WHAT IS NEEDED: Nothing but the lines from the start of the records through the line that contains "Hash, PartialOrd, Ord)]" is to be copied, and each is to be copied exactly.

Collected data entries:
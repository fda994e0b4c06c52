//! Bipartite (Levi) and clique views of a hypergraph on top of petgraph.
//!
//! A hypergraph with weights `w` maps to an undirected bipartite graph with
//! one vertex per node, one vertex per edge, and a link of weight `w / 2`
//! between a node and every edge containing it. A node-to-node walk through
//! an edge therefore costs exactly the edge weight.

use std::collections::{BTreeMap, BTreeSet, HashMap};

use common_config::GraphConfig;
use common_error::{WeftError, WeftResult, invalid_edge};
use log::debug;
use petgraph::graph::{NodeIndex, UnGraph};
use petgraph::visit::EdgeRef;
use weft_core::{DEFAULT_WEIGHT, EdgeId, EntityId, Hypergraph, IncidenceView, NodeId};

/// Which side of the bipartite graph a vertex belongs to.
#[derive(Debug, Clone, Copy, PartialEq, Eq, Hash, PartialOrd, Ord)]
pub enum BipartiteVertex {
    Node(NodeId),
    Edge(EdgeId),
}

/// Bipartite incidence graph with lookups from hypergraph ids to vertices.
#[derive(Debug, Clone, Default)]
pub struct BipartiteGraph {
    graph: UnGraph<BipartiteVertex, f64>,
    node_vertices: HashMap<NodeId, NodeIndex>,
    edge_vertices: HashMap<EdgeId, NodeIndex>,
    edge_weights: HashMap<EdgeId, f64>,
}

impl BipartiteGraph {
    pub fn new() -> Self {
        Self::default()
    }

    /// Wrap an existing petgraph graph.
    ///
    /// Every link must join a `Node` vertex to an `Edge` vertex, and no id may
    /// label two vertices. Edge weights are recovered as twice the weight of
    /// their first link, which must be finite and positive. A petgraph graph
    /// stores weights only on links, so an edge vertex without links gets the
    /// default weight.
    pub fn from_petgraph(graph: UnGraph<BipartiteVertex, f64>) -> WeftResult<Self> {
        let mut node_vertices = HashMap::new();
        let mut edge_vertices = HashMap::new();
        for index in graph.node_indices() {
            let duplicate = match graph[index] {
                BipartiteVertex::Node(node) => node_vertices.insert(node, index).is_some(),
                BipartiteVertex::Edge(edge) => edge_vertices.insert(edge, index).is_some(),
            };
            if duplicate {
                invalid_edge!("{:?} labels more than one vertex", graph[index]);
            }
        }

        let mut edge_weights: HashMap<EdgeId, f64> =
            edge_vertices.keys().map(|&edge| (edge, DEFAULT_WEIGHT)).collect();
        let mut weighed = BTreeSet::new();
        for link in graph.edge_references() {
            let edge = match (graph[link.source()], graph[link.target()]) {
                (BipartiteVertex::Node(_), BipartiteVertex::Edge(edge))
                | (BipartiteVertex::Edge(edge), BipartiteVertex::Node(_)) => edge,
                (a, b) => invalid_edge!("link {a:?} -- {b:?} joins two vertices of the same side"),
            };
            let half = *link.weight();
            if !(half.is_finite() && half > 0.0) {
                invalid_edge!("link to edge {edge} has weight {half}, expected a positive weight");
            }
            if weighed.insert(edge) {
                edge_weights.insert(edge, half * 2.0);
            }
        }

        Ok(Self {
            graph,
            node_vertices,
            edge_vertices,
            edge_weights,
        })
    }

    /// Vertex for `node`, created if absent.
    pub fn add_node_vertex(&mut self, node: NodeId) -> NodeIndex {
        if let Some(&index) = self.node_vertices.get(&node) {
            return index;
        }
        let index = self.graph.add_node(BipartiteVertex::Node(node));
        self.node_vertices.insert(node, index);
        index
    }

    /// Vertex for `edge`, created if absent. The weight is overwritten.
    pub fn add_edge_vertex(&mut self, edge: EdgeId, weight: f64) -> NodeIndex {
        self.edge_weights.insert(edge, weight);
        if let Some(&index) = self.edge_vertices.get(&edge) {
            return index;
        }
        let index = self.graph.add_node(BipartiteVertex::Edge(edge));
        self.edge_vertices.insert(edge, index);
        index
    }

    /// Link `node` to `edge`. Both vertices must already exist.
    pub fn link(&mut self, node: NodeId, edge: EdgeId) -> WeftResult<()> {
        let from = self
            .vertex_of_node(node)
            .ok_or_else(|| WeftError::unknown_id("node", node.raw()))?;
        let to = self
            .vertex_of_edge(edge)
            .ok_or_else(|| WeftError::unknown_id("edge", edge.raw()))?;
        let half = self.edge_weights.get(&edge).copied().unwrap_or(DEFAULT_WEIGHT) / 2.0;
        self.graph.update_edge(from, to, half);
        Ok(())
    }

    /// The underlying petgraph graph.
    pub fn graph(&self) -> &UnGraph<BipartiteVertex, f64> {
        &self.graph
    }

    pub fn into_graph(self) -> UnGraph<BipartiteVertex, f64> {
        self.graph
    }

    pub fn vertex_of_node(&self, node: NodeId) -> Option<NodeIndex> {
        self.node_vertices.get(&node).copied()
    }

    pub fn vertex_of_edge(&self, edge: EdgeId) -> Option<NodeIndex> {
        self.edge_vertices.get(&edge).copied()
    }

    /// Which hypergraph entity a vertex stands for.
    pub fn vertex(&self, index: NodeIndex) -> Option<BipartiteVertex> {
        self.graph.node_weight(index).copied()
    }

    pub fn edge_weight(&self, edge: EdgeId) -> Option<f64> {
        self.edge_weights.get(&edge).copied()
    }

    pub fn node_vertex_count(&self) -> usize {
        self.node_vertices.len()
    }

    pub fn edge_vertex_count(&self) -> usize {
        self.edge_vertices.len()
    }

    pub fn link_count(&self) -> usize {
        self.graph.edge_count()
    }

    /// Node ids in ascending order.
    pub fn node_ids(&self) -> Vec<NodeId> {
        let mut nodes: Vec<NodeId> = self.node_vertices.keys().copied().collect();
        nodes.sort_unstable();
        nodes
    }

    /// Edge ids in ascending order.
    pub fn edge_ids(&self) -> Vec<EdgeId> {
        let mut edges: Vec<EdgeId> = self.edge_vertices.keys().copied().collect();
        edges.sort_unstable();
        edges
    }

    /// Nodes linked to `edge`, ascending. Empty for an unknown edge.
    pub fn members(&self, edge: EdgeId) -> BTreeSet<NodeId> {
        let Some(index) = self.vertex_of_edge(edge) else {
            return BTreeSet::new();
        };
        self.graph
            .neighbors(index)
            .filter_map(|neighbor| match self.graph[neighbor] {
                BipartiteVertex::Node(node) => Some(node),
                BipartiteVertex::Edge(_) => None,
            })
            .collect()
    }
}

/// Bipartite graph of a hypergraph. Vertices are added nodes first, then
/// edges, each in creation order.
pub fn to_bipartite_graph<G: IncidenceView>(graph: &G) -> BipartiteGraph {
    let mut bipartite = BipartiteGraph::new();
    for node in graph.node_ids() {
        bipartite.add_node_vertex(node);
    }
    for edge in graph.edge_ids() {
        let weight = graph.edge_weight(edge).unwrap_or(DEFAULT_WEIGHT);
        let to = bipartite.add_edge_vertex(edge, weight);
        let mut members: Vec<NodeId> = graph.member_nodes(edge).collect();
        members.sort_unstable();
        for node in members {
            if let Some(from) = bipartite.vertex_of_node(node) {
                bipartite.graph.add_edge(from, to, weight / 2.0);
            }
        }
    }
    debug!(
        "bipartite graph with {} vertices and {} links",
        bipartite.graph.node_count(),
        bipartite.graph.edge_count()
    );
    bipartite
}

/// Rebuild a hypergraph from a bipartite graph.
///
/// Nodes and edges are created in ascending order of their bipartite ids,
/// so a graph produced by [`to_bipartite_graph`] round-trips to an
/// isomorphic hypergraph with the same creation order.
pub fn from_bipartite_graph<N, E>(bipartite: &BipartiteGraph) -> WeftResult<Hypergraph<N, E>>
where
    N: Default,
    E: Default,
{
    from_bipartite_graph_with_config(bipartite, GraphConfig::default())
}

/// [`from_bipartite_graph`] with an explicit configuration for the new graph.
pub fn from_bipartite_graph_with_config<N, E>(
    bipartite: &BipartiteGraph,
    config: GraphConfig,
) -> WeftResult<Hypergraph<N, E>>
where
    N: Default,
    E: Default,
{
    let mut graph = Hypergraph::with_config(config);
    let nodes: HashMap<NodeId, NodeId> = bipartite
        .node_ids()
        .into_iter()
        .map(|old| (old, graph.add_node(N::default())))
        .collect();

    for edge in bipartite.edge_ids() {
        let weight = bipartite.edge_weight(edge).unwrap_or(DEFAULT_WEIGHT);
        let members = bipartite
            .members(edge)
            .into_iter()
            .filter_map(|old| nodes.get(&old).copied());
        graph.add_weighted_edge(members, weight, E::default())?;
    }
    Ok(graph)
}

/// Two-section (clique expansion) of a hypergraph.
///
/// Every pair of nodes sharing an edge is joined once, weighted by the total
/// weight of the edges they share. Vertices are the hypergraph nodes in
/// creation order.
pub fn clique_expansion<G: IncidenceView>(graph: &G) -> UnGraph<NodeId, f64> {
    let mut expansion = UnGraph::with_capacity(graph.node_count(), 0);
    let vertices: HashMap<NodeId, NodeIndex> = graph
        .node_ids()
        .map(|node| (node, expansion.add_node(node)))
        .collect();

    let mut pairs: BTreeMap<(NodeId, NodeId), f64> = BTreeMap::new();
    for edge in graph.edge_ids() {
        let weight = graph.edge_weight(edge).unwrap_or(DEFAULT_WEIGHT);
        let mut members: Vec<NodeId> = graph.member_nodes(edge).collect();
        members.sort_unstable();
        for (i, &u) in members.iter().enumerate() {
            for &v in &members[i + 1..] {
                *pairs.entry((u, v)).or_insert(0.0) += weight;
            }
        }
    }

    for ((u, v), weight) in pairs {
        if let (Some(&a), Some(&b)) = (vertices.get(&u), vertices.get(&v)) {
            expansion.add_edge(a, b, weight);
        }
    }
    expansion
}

ANSWER SECTION:
repository fda994e0b4c06c52
//! Bipartite (Levi) and clique views of a hypergraph on top of petgraph.
//!
//! A hypergraph with weights `w` maps to an undirected bipartite graph with
//! one vertex per node, one vertex per edge, and a link of weight `w / 2`
//! between a node and every edge containing it. A node-to-node walk through
//! an edge therefore costs exactly the edge weight.

use std::collections::{BTreeMap, BTreeSet, HashMap};

use common_config::GraphConfig;
use common_error::{WeftError, WeftResult, invalid_edge};
use log::debug;
use petgraph::graph::{NodeIndex, UnGraph};
use petgraph::visit::EdgeRef;
use weft_core::{DEFAULT_WEIGHT, EdgeId, EntityId, Hypergraph, IncidenceView, NodeId};

/// Which side of the bipartite graph a vertex belongs to.
#[derive(Debug, Clone, Copy, PartialEq, Eq, Hash, PartialOrd, Ord)]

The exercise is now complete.